These docs are for v1.0. Click to read the latest docs for v3.0.

Session recording issues

Troubleshooting guide

Sessions are not appearing

Due to Content Security Policy

  • After adding the script to your app, visit a page with LogRocket running and open your browser's developer tools. (make sure that you are connected to the internet, too)

  • Check for any error messages mentioning LogRocket, like this:

1054

You'll have to add the following to your site's content security policy:

Content-Security-Policy: child-src 'self' blob:; worker-src 'self' blob:; script-src 'self' https://cdn.logrocket.io https://cdn.lr-ingest.io; connect-src https://*.logrocket.io https://*.lr-ingest.io

Due to blocked Javascript

The LogRocket recording script (SDK) might be blocked by a browser extension or network security policy. Open your browser's developers tools to check if the requests are failing. If they are, be sure to add an exception for the logrocket.io domain.

Due to LogRocket.init() call being placed incorrectly

Ensure that LogRocket.init() is called before other code is loaded in your application:

// DOES NOT WORK!
import LogRocket from 'logrocket';

LogRocket.init('foo/bar')
import './myOtherModule';

Instead, make sure to import a separate file which contains LogRocket:

// in entry file
import './logrocketSetup';
import './myOtherModule';

// in logrocketSetup.js
import LogRocket from 'logrocket';

LogRocket.init('foo/bar');

Due to recording in an unsupported browser

If you are recording a session in an unsupported browser, the SDK will throw an exception which will be visible in the developer console. See this page for a list of supported browsers.


Sessions ending prematurely

Like the above problem, this can be caused by a number of things:

Not putting LogRocket on every page

If your app is not a single-page application, the LogRocket.init() call must be put on every page.

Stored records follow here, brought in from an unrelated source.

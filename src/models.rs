//! Core data structures for sensor ingestion.
//!
//! Defines partial readings produced by the parsers, the fused [`Record`]
//! emitted by the assembler and the [`Quantity`] selector used by the
//! statistics engine.

use chrono::{DateTime, Utc};
use serde::{Deserialize, Serialize};
use std::fmt;

/// Sensor placement
#[derive(Debug, Clone, Copy, PartialEq, Eq, Hash, Serialize, Deserialize)]
pub enum Zone {
    In,
    Out,
}

impl Zone {
    /// Infer the zone from a line label; anything not marked "IN" is outdoor
    pub fn from_label(label: &str) -> Self {
        if label.contains("IN") {
            Zone::In
        } else {
            Zone::Out
        }
    }
}

impl fmt::Display for Zone {
    fn fmt(&self, f: &mut fmt::Formatter<'_>) -> fmt::Result {
        match self {
            Zone::In => write!(f, "IN"),
            Zone::Out => write!(f, "OUT"),
        }
    }
}

/// A single-category observation before fusion into a [`Record`]
#[derive(Debug, Clone, Copy, PartialEq, Serialize)]
pub enum PartialReading {
    /// Humidity and temperature reported together by one zone's sensor
    Environment {
        zone: Zone,
        humidity: f64,
        temperature: f64,
    },
    /// CO2 concentration in ppm
    Co2 { value: f64 },
}

/// One fused, timestamped snapshot of all five tracked quantities
///
/// Records are plain values; nothing mutates a record after it is emitted.
#[derive(Debug, Clone, Copy, PartialEq, Serialize)]
pub struct Record {
    pub timestamp: DateTime<Utc>,
    pub humidity_in: f64,
    pub temperature_in: f64,
    pub humidity_out: f64,
    pub temperature_out: f64,
    pub co2: f64,
}

impl Record {
    pub fn new(
        timestamp: DateTime<Utc>,
        humidity_in: f64,
        temperature_in: f64,
        humidity_out: f64,
        temperature_out: f64,
        co2: f64,
    ) -> Self {
        Self {
            timestamp,
            humidity_in,
            temperature_in,
            humidity_out,
            temperature_out,
            co2,
        }
    }

    /// Read the value of one quantity
    pub fn value(&self, quantity: Quantity) -> f64 {
        match quantity {
            Quantity::HumidityIn => self.humidity_in,
            Quantity::TemperatureIn => self.temperature_in,
            Quantity::HumidityOut => self.humidity_out,
            Quantity::TemperatureOut => self.temperature_out,
            Quantity::Co2 => self.co2,
        }
    }
}

/// Field selector over the measured quantities of a [`Record`]
#[derive(Debug, Clone, Copy, PartialEq, Eq, Hash, Serialize, Deserialize)]
pub enum Quantity {
    HumidityIn,
    TemperatureIn,
    HumidityOut,
    TemperatureOut,
    Co2,
}

impl Quantity {
    /// All quantities in display order
    pub const ALL: [Quantity; 5] = [
        Quantity::TemperatureIn,
        Quantity::HumidityIn,
        Quantity::TemperatureOut,
        Quantity::HumidityOut,
        Quantity::Co2,
    ];

    /// Human readable label
    pub fn label(&self) -> &'static str {
        match self {
            Quantity::HumidityIn => "Indoor Humidity",
            Quantity::TemperatureIn => "Indoor Temperature",
            Quantity::HumidityOut => "Outdoor Humidity",
            Quantity::TemperatureOut => "Outdoor Temperature",
            Quantity::Co2 => "CO2 Level",
        }
    }

    /// Display unit
    pub fn unit(&self) -> &'static str {
        match self {
            Quantity::HumidityIn | Quantity::HumidityOut => "%",
            Quantity::TemperatureIn | Quantity::TemperatureOut => "°C",
            Quantity::Co2 => "ppm",
        }
    }

    /// Column name used when exporting records
    pub fn column_name(&self) -> &'static str {
        match self {
            Quantity::HumidityIn => "humidity_in",
            Quantity::TemperatureIn => "temperature_in",
            Quantity::HumidityOut => "humidity_out",
            Quantity::TemperatureOut => "temperature_out",
            Quantity::Co2 => "co2",
        }
    }
}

You can tell this is the cause if you have multiple sessions ending when a user navigates to the same page without init() called.

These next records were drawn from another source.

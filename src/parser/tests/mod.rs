//! Test helpers for the sensor log parsers
//!
//! Provides sample batch dumps and live line sequences shared by the
//! parser test modules.

mod line_tests;

/// One complete batch block with the given values
pub fn block(hum_out: &str, temp_out: &str, hum_in: &str, temp_in: &str, co2: &str) -> String {
    format!(
        "Humidity out: {} %\nTemperature out: {} *C\nHumidity IN: {} %\nTemperature IN: {} *C\nCO2: {} ppm\n",
        hum_out, temp_out, hum_in, temp_in, co2
    )
}

/// Three complete blocks as written by the logger
pub fn create_test_dump() -> String {
    let mut text = String::new();
    text.push_str(&block("78.00", "6.20", "41.50", "21.30", "612.00"));
    text.push('\n');
    text.push_str(&block("79.10", "5.90", "42.00", "21.10", "655.00"));
    text.push('\n');
    text.push_str(&block("80.40", "5.40", "43.20", "20.80", "1020.00"));
    text
}

/// Live lines in arrival order, including noise
pub fn create_live_lines() -> Vec<&'static str> {
    vec![
        "Sensor boot v1.2",
        "CO2: 612.00 ppm",
        "Humidity IN: 41.50% : 21.30*C",
        "Humidity out: 78.00% : 6.20*C",
        "Humidity IN: abc% : 21.30*C",
        "CO2: 655.00 ppm",
    ]
}
//! Terminal rendering of records and statistics
//!
//! The `format_*` functions build plain strings so they can be checked in
//! tests; the `print_*` functions add colour and write to stdout.

use crate::models::{Quantity, Record};
use crate::parser::ParseStats;
use crate::processor::BatchStats;
use crate::source::serial::PortSummary;
use crate::statistics::{DashboardSummary, QuantitySummary};
use colored::*;

/// Quantities grouped the way the dashboard lays them out
const SECTIONS: [(&str, [Quantity; 2]); 2] = [
    ("Temperature", [Quantity::TemperatureIn, Quantity::TemperatureOut]),
    ("Humidity", [Quantity::HumidityIn, Quantity::HumidityOut]),
];

/// Latest value with unit and signed change, e.g. `21.3°C (+0.4)`
pub fn format_metric(entry: &QuantitySummary) -> String {
    let unit = entry.quantity.unit();
    match entry.delta {
        Some(delta) => format!("{:.1}{} ({:+.1})", entry.latest, unit, delta),
        None => format!("{:.1}{}", entry.latest, unit),
    }
}

/// One statistics row: label, min, mean, max
pub fn format_summary_row(entry: &QuantitySummary) -> String {
    let unit = entry.quantity.unit();
    format!(
        "{:<18} min {:>8.1}{u}  mean {:>8.1}{u}  max {:>8.1}{u}",
        entry.quantity.label(),
        entry.summary.min,
        entry.summary.mean,
        entry.summary.max,
        u = unit
    )
}

/// Single-line status for the live spinner
pub fn format_live_status(record: &Record, window_len: usize, capacity: usize) -> String {
    format!(
        "IN {:.1}°C {:.1}% | OUT {:.1}°C {:.1}% | CO2 {:.0} ppm | window {}/{}",
        record.temperature_in,
        record.humidity_in,
        record.temperature_out,
        record.humidity_out,
        record.co2,
        window_len,
        capacity
    )
}

/// Message shown when CO2 is over the alert threshold
pub fn format_co2_warning(threshold_ppm: f64) -> String {
    format!("CO2 levels are above {:.0} ppm", threshold_ppm)
}

/// Print the full dashboard: metrics, per-section statistics and CO2 status
pub fn print_dashboard(dashboard: &DashboardSummary) {
    println!();
    println!("{}", "Sensor Dashboard".bright_green().bold());
    println!(
        "{} {} records, {} to {}",
        "Range:".bright_white(),
        dashboard.record_count.to_string().bright_yellow(),
        dashboard.first_timestamp.format("%Y-%m-%d %H:%M:%S"),
        dashboard.last_timestamp.format("%Y-%m-%d %H:%M:%S")
    );

    println!();
    println!("{}", "Current readings".bright_cyan().bold());
    for quantity in Quantity::ALL {
        match dashboard.get(quantity) {
            Some(entry) => println!(
                "  {:<18} {}",
                quantity.label(),
                colour_delta(entry, format_metric(entry))
            ),
            None => println!(
                "  {:<18} {}",
                quantity.label(),
                "no reading yet".bright_black()
            ),
        }
    }

    for (title, quantities) in SECTIONS {
        println!();
        println!("{}", format!("{} statistics", title).bright_cyan().bold());
        for quantity in quantities {
            if let Some(entry) = dashboard.get(quantity) {
                println!("  {}", format_summary_row(entry));
            }
        }
    }

    println!();
    println!("{}", "CO2 statistics".bright_cyan().bold());
    if let Some(entry) = dashboard.get(Quantity::Co2) {
        println!("  {}", format_summary_row(entry));
    }

    if dashboard.co2_alert {
        println!(
            "  {} {}",
            "WARNING:".bright_red().bold(),
            format_co2_warning(dashboard.co2_threshold_ppm).bright_red()
        );
    } else if dashboard.get(Quantity::Co2).is_some() {
        println!(
            "  {}",
            format!(
                "CO2 within limits ({:.0} ppm, threshold {:.0} ppm)",
                dashboard.latest_co2, dashboard.co2_threshold_ppm
            )
            .bright_green()
        );
    }
}

/// Print every record as a table row
pub fn print_records(records: &[Record]) {
    println!();
    println!(
        "{}",
        format!(
            "{:<20} {:>9} {:>9} {:>9} {:>9} {:>9}",
            "timestamp", "hum_out", "temp_out", "hum_in", "temp_in", "co2"
        )
        .bright_white()
        .bold()
    );
    for record in records {
        println!(
            "{:<20} {:>9.1} {:>9.1} {:>9.1} {:>9.1} {:>9.1}",
            record.timestamp.format("%Y-%m-%d %H:%M:%S"),
            record.humidity_out,
            record.temperature_out,
            record.humidity_in,
            record.temperature_in,
            record.co2
        );
    }
}

/// Print line parsing counters for a live session
pub fn print_parse_stats(stats: &ParseStats) {
    println!();
    println!("{}", "Parse statistics".bright_cyan().bold());
    println!("  Lines read:        {}", stats.total_lines);
    println!("  Readings parsed:   {}", stats.readings_parsed);
    println!("  Malformed:         {}", stats.malformed);
    println!("  Unrecognized:      {}", stats.unrecognized);

    let rate = format!("{:.1}%", stats.success_rate());
    if stats.is_successful() || stats.total_lines == 0 {
        println!("  Success rate:      {}", rate.bright_green());
    } else {
        println!("  Success rate:      {}", rate.bright_yellow());
        for error in &stats.errors {
            println!("    {}", error.bright_black());
        }
    }
}

/// Print batch counters and the encoding used per file
pub fn print_batch_stats(stats: &BatchStats) {
    println!();
    println!("{}", "Batch statistics".bright_cyan().bold());
    println!("  Files processed:   {}", stats.files_processed);
    println!("  Bytes read:        {}", stats.bytes_read);
    println!("  Complete blocks:   {}", stats.blocks_parsed);
    if stats.blocks_incomplete > 0 {
        println!(
            "  Incomplete blocks: {}",
            stats.blocks_incomplete.to_string().bright_yellow()
        );
    }
    for (name, encoding) in &stats.encodings {
        println!("    {} {}", name.bright_black(), format!("({})", encoding).bright_black());
    }
}

/// Print detected serial ports
pub fn print_ports(ports: &[PortSummary]) {
    if ports.is_empty() {
        println!("{}", "No serial ports found".bright_yellow());
        return;
    }

    println!("{}", "Available serial ports:".bright_green().bold());
    for port in ports {
        match &port.description {
            Some(description) => println!(
                "  {} {} {}",
                port.name.bright_cyan(),
                format!("[{}]", port.kind).bright_yellow(),
                description.bright_black()
            ),
            None => println!(
                "  {} {}",
                port.name.bright_cyan(),
                format!("[{}]", port.kind).bright_yellow()
            ),
        }
    }
}

fn colour_delta(entry: &QuantitySummary, text: String) -> ColoredString {
    match entry.delta {
        Some(delta) if delta > 0.0 => text.bright_red(),
        Some(delta) if delta < 0.0 => text.bright_blue(),
        _ => text.normal(),
    }
}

Sending too much data too quickly

Although extremely rare, this has been known to happen because of bugs which result in too many state changes that are queued to be sent to LogRocket. When this happens, LogRocket will stop recording to save on user bandwidth and print a warning to the console.

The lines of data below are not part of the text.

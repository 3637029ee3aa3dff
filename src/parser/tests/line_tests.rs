//! Tests for the live line protocol parser

use super::create_live_lines;
use crate::models::{PartialReading, Zone};
use crate::parser::line::{LineParser, ParseError};

#[test]
fn test_parse_indoor_environment_line() {
    let parser = LineParser::new();
    let reading = parser.parse("Humidity IN: 41.50% : 21.30*C").unwrap();

    assert_eq!(
        reading,
        PartialReading::Environment {
            zone: Zone::In,
            humidity: 41.5,
            temperature: 21.3,
        }
    );
}

#[test]
fn test_parse_outdoor_environment_line() {
    let parser = LineParser::new();
    let reading = parser.parse("Humidity out : 78.0 % : -2.5 *C").unwrap();

    assert_eq!(
        reading,
        PartialReading::Environment {
            zone: Zone::Out,
            humidity: 78.0,
            temperature: -2.5,
        }
    );
}

#[test]
fn test_parse_degree_sign_marker() {
    let parser = LineParser::new();
    let reading = parser.parse("Humidity IN: 40% : 22.5°C").unwrap();

    assert!(matches!(
        reading,
        PartialReading::Environment { temperature, .. } if temperature == 22.5
    ));
}

#[test]
fn test_parse_co2_line() {
    let parser = LineParser::new();

    assert_eq!(
        parser.parse("CO2: 612.00 ppm").unwrap(),
        PartialReading::Co2 { value: 612.0 }
    );
    assert_eq!(
        parser.parse("  CO2 :1020ppm  ").unwrap(),
        PartialReading::Co2 { value: 1020.0 }
    );
}

#[test]
fn test_unrecognized_lines() {
    let parser = LineParser::new();

    for line in ["", "Sensor boot v1.2", "Pressure: 1013 hPa", "humidity in: 40% : 20*C"] {
        match parser.parse(line) {
            Err(ParseError::Unrecognized { .. }) => {}
            other => panic!("Expected Unrecognized for '{}', got {:?}", line, other),
        }
    }
}

#[test]
fn test_malformed_environment_lines() {
    let parser = LineParser::new();

    let cases = [
        "Humidity IN: 41.50%",
        "Humidity IN: 41.50 : 21.30*C",
        "Humidity IN: 41.50% : 21.30",
        "Humidity IN: abc% : 21.30*C",
        "Humidity IN: % : 21.30*C",
        "Humidity IN: 41.5% : NaN*C",
        "Humidity IN: inf% : 20*C",
    ];

    for line in cases {
        let err = parser.parse(line).unwrap_err();
        assert!(err.is_malformed(), "Expected Malformed for '{}'", line);
    }
}

#[test]
fn test_malformed_co2_lines() {
    let parser = LineParser::new();

    for line in ["CO2 612 ppm", "CO2: 612", "CO2: ppm", "CO2: high ppm"] {
        let err = parser.parse(line).unwrap_err();
        assert!(err.is_malformed(), "Expected Malformed for '{}'", line);
    }
}

#[test]
fn test_malformed_error_message_contains_reason() {
    let parser = LineParser::new();
    let err = parser.parse("CO2: 612").unwrap_err();

    assert_eq!(
        err.to_string(),
        "Malformed line 'CO2: 612': missing 'ppm' unit"
    );
}

#[test]
fn test_parse_is_deterministic() {
    let parser = LineParser::new();

    for line in create_live_lines() {
        let first = parser.parse(line);
        let second = parser.parse(line);
        assert_eq!(first, second, "Parse result changed for '{}'", line);
    }
}

#[test]
fn test_humidity_keyword_takes_precedence() {
    let parser = LineParser::new();
    let reading = parser.parse("Humidity IN (CO2 room): 40% : 20*C").unwrap();

    assert!(matches!(
        reading,
        PartialReading::Environment { zone: Zone::In, .. }
    ));
}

HTML <base> element missing an href attribute

The HTML <base> element specifies the base URL to use for all relative URLs in a document. If your HTML includes a <base> element with no href attribute, your sessions may not play correctly. To fix, add the missing href attribute and record new sessions.


Sessions are broken up across subdomains

If you're seeing multiple sessions created as users traverse different subdomains on your site and you'd prefer to keep these contained to a single session, pass the rootHostname option when calling LogRocket.init().


Styles are not appearing in recordings

LogRocket can sometimes take a few minutes to fetch the CSS from your website. If you're still not seeing the styles after ~10 minutes, then make sure the following are true:

  1. You are running on a publicly-available domain: Testing on localhost/VPN.
  2. You are not using sourceMap as an option in your Webpack css-loader config.
  3. Your CDN keeps old versions of your assets publicly available. For example, if you have a css file named main-[hash].css, LogRocket's backend needs to be able to fetch this file to add it to the video. Alternative, to make things simpler you could put the hash in the query part of the filename (e.g., style.css?[hash]). This should be very easy to enable in your CDN / storage provider, and is likely already enabled.

Network requests are missing or not being recorded

This is often caused by other libraries interfering with LogRocket's network capture functionality.

isomorphic-fetch

Some libraries like isomorphic-fetch will not work if you use the exported fetch:

// DO NOT DO THIS:
import fetch from 'isomorphic-fetch';
fetch(...);
      
// DO THIS:
import 'isomorphic-fetch';
fetch(...);

whatwg-fetch

In addition, make sure that you're not setting whatwg-fetch to the window global before importing LogRocket:

// DO NOT DO THIS
new webpack.ProvidePlugin({
  fetch: 'exports-loader?self.fetch!whatwg-fetch'
})

Instead, just import whatwg-fetch normally into your bundle:

// DO THIS

import 'whatwg-fetch';
import LogRocket from 'logrocket';

LogRocket is a singleton, so you can load it from any place in your application after this point.

apollo-client

If network requests are not appearing when using apollo client, add this code to your application:

import { ApolloClient } from 'apollo-client';
import { InMemoryCache } from 'apollo-cache-inmemory';
import { createHttpLink } from 'apollo-link-http';

const fetcher = (...args) => {
  return window.fetch(...args);
};

const client = new ApolloClient({
  link: createHttpLink({ 
    uri: 'https://yourgraphql.api',
    fetch: fetcher,
  }),
  cache: new InMemoryCache()
});

Other fetch libraries

Be sure that LogRocket is imported after any library which wraps XHRHttpRequest (e.g. axios, xhr).